Why some cybercriminals get away
A digital forensics investigator talks about why some cases just don't ever come to conclusion.
A few weeks ago I had the chance to ask Dave Merkel, vice president of products for Mandiant, a digital forensics company, if there was a point where investigators say "well, that's the best we can do." Apparently a lot of cybercrime cases do hit a brick wall. Merkel said it was a one-in-a-hundred or one-in-two-hundred chance that investigators get the kind of resolution that results in someone's arrest.
"The big challenge is--and this is still true today--there is no Internet equivalent to a local cop or local police agency. You work with actual local agencies and local police but they have limited resources and a lot of times their very best investigators that really become proficient in computer crime can double--if not triple--their salaries by working in private industry.
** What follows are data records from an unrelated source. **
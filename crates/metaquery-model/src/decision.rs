//! Decision, status and per-control outcomes recorded by the validation pipeline.

use std::fmt;

use indexmap::IndexMap;
use serde::{Deserialize, Serialize};

/// Governance outcome for a selection.
#[derive(Debug, Clone, Copy, PartialEq, Eq, Hash, Serialize, Deserialize)]
#[serde(rename_all = "UPPERCASE")]
pub enum Decision {
    Allow,
    Block,
}

impl Decision {
    pub fn as_str(&self) -> &'static str {
        match self {
            Decision::Allow => "ALLOW",
            Decision::Block => "BLOCK",
        }
    }
}

impl fmt::Display for Decision {
    fn fmt(&self, f: &mut fmt::Formatter<'_>) -> fmt::Result {
        f.write_str(self.as_str())
    }
}

/// Run status. `OkWithWarnings` is only produced alongside an ALLOW decision.
#[derive(Debug, Clone, Copy, PartialEq, Eq, Hash, Serialize, Deserialize)]
pub enum Status {
    #[serde(rename = "OK")]
    Ok,
    #[serde(rename = "OK with warnings")]
    OkWithWarnings,
    #[serde(rename = "ERROR")]
    Error,
}

impl Status {
    pub fn as_str(&self) -> &'static str {
        match self {
            Status::Ok => "OK",
            Status::OkWithWarnings => "OK with warnings",
            Status::Error => "ERROR",
        }
    }
}

impl fmt::Display for Status {
    fn fmt(&self, f: &mut fmt::Formatter<'_>) -> fmt::Result {
        f.write_str(self.as_str())
    }
}

/// Named governance checks, in pipeline order.
#[derive(Debug, Clone, Copy, PartialEq, Eq, Hash, PartialOrd, Ord, Serialize, Deserialize)]
#[serde(rename_all = "snake_case")]
pub enum Control {
    NonEmptySelection,
    AllFieldsExist,
    ValidSourceName,
    NoDuplicates,
    SingleSource,
}

impl Control {
    /// Every control in the order the pipeline evaluates them.
    pub const ALL: [Control; 5] = [
        Control::NonEmptySelection,
        Control::AllFieldsExist,
        Control::ValidSourceName,
        Control::NoDuplicates,
        Control::SingleSource,
    ];

    pub fn as_str(&self) -> &'static str {
        match self {
            Control::NonEmptySelection => "non_empty_selection",
            Control::AllFieldsExist => "all_fields_exist",
            Control::ValidSourceName => "valid_source_name",
            Control::NoDuplicates => "no_duplicates",
            Control::SingleSource => "single_source",
        }
    }

    /// Whether a failure of this control blocks the selection.
    pub fn is_blocking(&self) -> bool {
        !matches!(self, Control::NoDuplicates)
    }
}

impl fmt::Display for Control {
    fn fmt(&self, f: &mut fmt::Formatter<'_>) -> fmt::Result {
        f.write_str(self.as_str())
    }
}

#[derive(Debug, Clone, Copy, PartialEq, Eq, Hash, Serialize, Deserialize)]
#[serde(rename_all = "UPPERCASE")]
pub enum ControlOutcome {
    Pass,
    Fail,
}

impl ControlOutcome {
    pub fn as_str(&self) -> &'static str {
        match self {
            ControlOutcome::Pass => "PASS",
            ControlOutcome::Fail => "FAIL",
        }
    }

    pub fn is_pass(&self) -> bool {
        matches!(self, ControlOutcome::Pass)
    }
}

impl fmt::Display for ControlOutcome {
    fn fmt(&self, f: &mut fmt::Formatter<'_>) -> fmt::Result {
        f.write_str(self.as_str())
    }
}

/// Outcomes of the controls that were evaluated, in evaluation order.
///
/// Controls after the first blocking failure are never evaluated and are
/// absent from the map.
#[derive(Debug, Clone, Default, PartialEq, Eq, Serialize, Deserialize)]
#[serde(transparent)]
pub struct Controls {
    outcomes: IndexMap<Control, ControlOutcome>,
}

impl Controls {
    pub fn new() -> Self {
        Self::default()
    }

    pub fn record(&mut self, control: Control, outcome: ControlOutcome) {
        self.outcomes.insert(control, outcome);
    }

    /// Record the outcome of a check result and hand the result back.
    pub fn gate<T, E>(&mut self, control: Control, result: Result<T, E>) -> Result<T, E> {
        let outcome = if result.is_ok() {
            ControlOutcome::Pass
        } else {
            ControlOutcome::Fail
        };
        self.record(control, outcome);
        result
    }

    pub fn get(&self, control: Control) -> Option<ControlOutcome> {
        self.outcomes.get(&control).copied()
    }

    pub fn iter(&self) -> impl Iterator<Item = (Control, ControlOutcome)> + '_ {
        self.outcomes
            .iter()
            .map(|(control, outcome)| (*control, *outcome))
    }

    pub fn len(&self) -> usize {
        self.outcomes.len()
    }

    pub fn is_empty(&self) -> bool {
        self.outcomes.is_empty()
    }

    /// True when no blocking control failed.
    pub fn blocking_passed(&self) -> bool {
        self.iter()
            .all(|(control, outcome)| outcome.is_pass() || !control.is_blocking())
    }
}
//! Human-readable explanation (`explain.txt`).

use metaquery_model::ValidationResult;

use crate::audit::QUERY_VERSION;

const PASS_MARK: &str = "✓";
const FAIL_MARK: &str = "✗";

/// Render the explanation for a validation result.
///
/// `generated_sql` is only shown for allowed results.
pub fn build_explanation(result: &ValidationResult, generated_sql: Option<&str>) -> String {
    let title = format!("MetaQuery {QUERY_VERSION} Validation Report");
    let underline = "=".repeat(title.chars().count());
    let mut lines = vec![
        title,
        underline,
        format!("Decision: {}", result.decision),
        format!("Status: {}", result.status),
        format!("Source: {}", result.source.as_deref().unwrap_or("-")),
        format!("Fields: {} selected", result.fields_selected.len()),
        String::new(),
        "Controls:".to_string(),
    ];
    for (control, outcome) in result.controls.iter() {
        let mark = if outcome.is_pass() { PASS_MARK } else { FAIL_MARK };
        lines.push(format!("  {mark} {control}"));
    }

    if !result.warnings.is_empty() {
        lines.push(String::new());
        lines.push("Warnings:".to_string());
        for advisory in &result.warnings {
            lines.push(format!("  - {}: {advisory}", advisory.code()));
        }
    }

    if let Some(error) = &result.error {
        lines.push(String::new());
        lines.push("Error:".to_string());
        lines.push(format!("  {}: {error}", error.code()));
        if let Some(recommendation) = error.recommendation() {
            lines.push(format!("  Recommendation: {recommendation}"));
        }
    }

    if result.is_allowed()
        && let Some(sql) = generated_sql
    {
        lines.push(String::new());
        lines.push("Generated SQL:".to_string());
        lines.push("--------------".to_string());
        lines.push(sql.trim_end_matches('\n').to_string());
    }

    let mut text = lines.join("\n");
    text.push('\n');
    text
}
//! Report index: reports by key and by category.
//!
//! ```rust,ignore
//! let index = ReportIndex::build(source.descriptors(), &localizer, &config);
//! let summary = index.get("sales/summary");
//! let sales = index.matching("sales").flat_map(|(_, reports)| reports);
//! ```

use indexmap::IndexMap;
use rustc_hash::{FxBuildHasher, FxHashMap};
use tracing::{debug, trace, warn};

use crate::category::Category;
use crate::config::{DuplicatePolicy, RegistryConfig};
use crate::descriptor::TypeDescriptor;
use crate::report::Report;
use crate::services::TextLocalizer;

type FxIndexMap<K, V> = IndexMap<K, V, FxBuildHasher>;

struct CategoryEntry {
	category: Category,
	reports: Vec<usize>,
}

/// Immutable index over the reports of a type source.
///
/// Provides:
/// - O(1) lookup by key via [`get`](Self::get)
/// - Per-category report lists in scan order
/// - Case-insensitive hierarchical category matching via [`matching`](Self::matching)
pub struct ReportIndex {
	reports: Vec<Report>,
	by_key: FxHashMap<&'static str, usize>,
	by_category: FxIndexMap<&'static str, CategoryEntry>,
}

impl ReportIndex {
	/// Scans `descriptors` and indexes every marked report.
	///
	/// Descriptors without the report marker are skipped. Categories keep the
	/// order in which they were first seen; reports keep scan order within
	/// their category.
	pub fn build<I>(descriptors: I, localizer: &dyn TextLocalizer, config: &RegistryConfig) -> Self
	where
		I: IntoIterator<Item = &'static TypeDescriptor>,
	{
		let mut index = Self {
			reports: Vec::new(),
			by_key: FxHashMap::default(),
			by_category: FxIndexMap::default(),
		};
		let mut skipped = 0usize;

		for desc in descriptors {
			if !desc.is_report() {
				trace!(type_name = desc.type_name(), "skipping type without report marker");
				skipped += 1;
				continue;
			}

			let cat_key = desc.category.unwrap_or("");
			let idx = index.reports.len();
			let entry = index
				.by_category
				.entry(cat_key)
				.or_insert_with(|| CategoryEntry {
					category: Category::new(
						Some(cat_key),
						localizer,
						&config.category_title_prefix,
					),
					reports: Vec::new(),
				});
			entry.reports.push(idx);
			let report = Report::new(desc, entry.category.clone());

			index.insert_key(report.key, idx, config.duplicate_policy);
			index.reports.push(report);
		}

		debug!(
			reports = index.by_key.len(),
			categories = index.by_category.len(),
			skipped,
			"report index built"
		);
		index
	}

	fn insert_key(&mut self, key: &'static str, idx: usize, policy: DuplicatePolicy) {
		let Some(&existing) = self.by_key.get(key) else {
			self.by_key.insert(key, idx);
			return;
		};
		warn!(
			key,
			existing = self.reports[existing].ty.name,
			policy = ?policy,
			"duplicate report key"
		);
		if policy == DuplicatePolicy::LastWins {
			self.by_key.insert(key, idx);
		}
	}

	/// Looks up a report by exact key.
	#[inline]
	pub fn get(&self, key: &str) -> Option<&Report> {
		self.by_key.get(key).map(|&idx| &self.reports[idx])
	}

	/// Returns the number of unique report keys.
	#[inline]
	pub fn len(&self) -> usize {
		self.by_key.len()
	}

	/// Returns true if no report was indexed.
	#[inline]
	pub fn is_empty(&self) -> bool {
		self.by_key.is_empty()
	}

	/// Returns the reports reachable by key, in scan order.
	pub fn reports(&self) -> impl Iterator<Item = &Report> + '_ {
		self.reports
			.iter()
			.enumerate()
			.filter(|(idx, report)| self.by_key.get(report.key) == Some(idx))
			.map(|(_, report)| report)
	}

	/// Returns all categories in first-seen order.
	pub fn categories(&self) -> impl Iterator<Item = &Category> + '_ {
		self.by_category.values().map(|entry| &entry.category)
	}

	/// Looks up a category by exact key.
	pub fn category(&self, key: &str) -> Option<&Category> {
		self.by_category.get(key).map(|entry| &entry.category)
	}

	/// Returns the reports filed under exactly `key`, in scan order.
	pub fn reports_in(&self, key: &str) -> Option<impl Iterator<Item = &Report> + '_> {
		self.by_category
			.get(key)
			.map(|entry| entry.reports.iter().map(|&idx| &self.reports[idx]))
	}

	/// Returns every category equal to or below `query`, ignoring case, with
	/// its reports.
	pub fn matching<'a, 'q>(
		&'a self,
		query: &'q str,
	) -> impl Iterator<Item = (&'a Category, impl Iterator<Item = &'a Report> + 'a)> + use<'a, 'q> {
		self.by_category
			.values()
			.filter(move |entry| entry.category.is_within(query))
			.map(move |entry| {
				(
					&entry.category,
					entry.reports.iter().map(move |&idx| &self.reports[idx]),
				)
			})
	}
}

impl core::fmt::Debug for ReportIndex {
	fn fmt(&self, f: &mut core::fmt::Formatter<'_>) -> core::fmt::Result {
		f.debug_struct("ReportIndex")
			.field("reports", &self.by_key.len())
			.field("categories", &self.by_category.len())
			.finish()
	}
}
"The ability to retain the talent that can pursue those crimes is very hard. Federal agencies have a better time of retaining that kind of talent by being able to contract that kind of talent, but their focus a lot of the time is national security issues or problems that are much bigger than what might be plaguing you, particularly in a criminal context. Until it really starts crossing some serious thresholds in terms of loss or risks to national infrastructure, it can be difficult to get their attention."
"That's not a criticism. That's just an acknowledgment of reality today. There are different things that, to use an example, the FBI is focused on today. I would think everyone would know what those things are, so getting someone to pursue--I don't know, a distributed denial-of-service that took your e-commerce site offline--is going to be pretty difficult."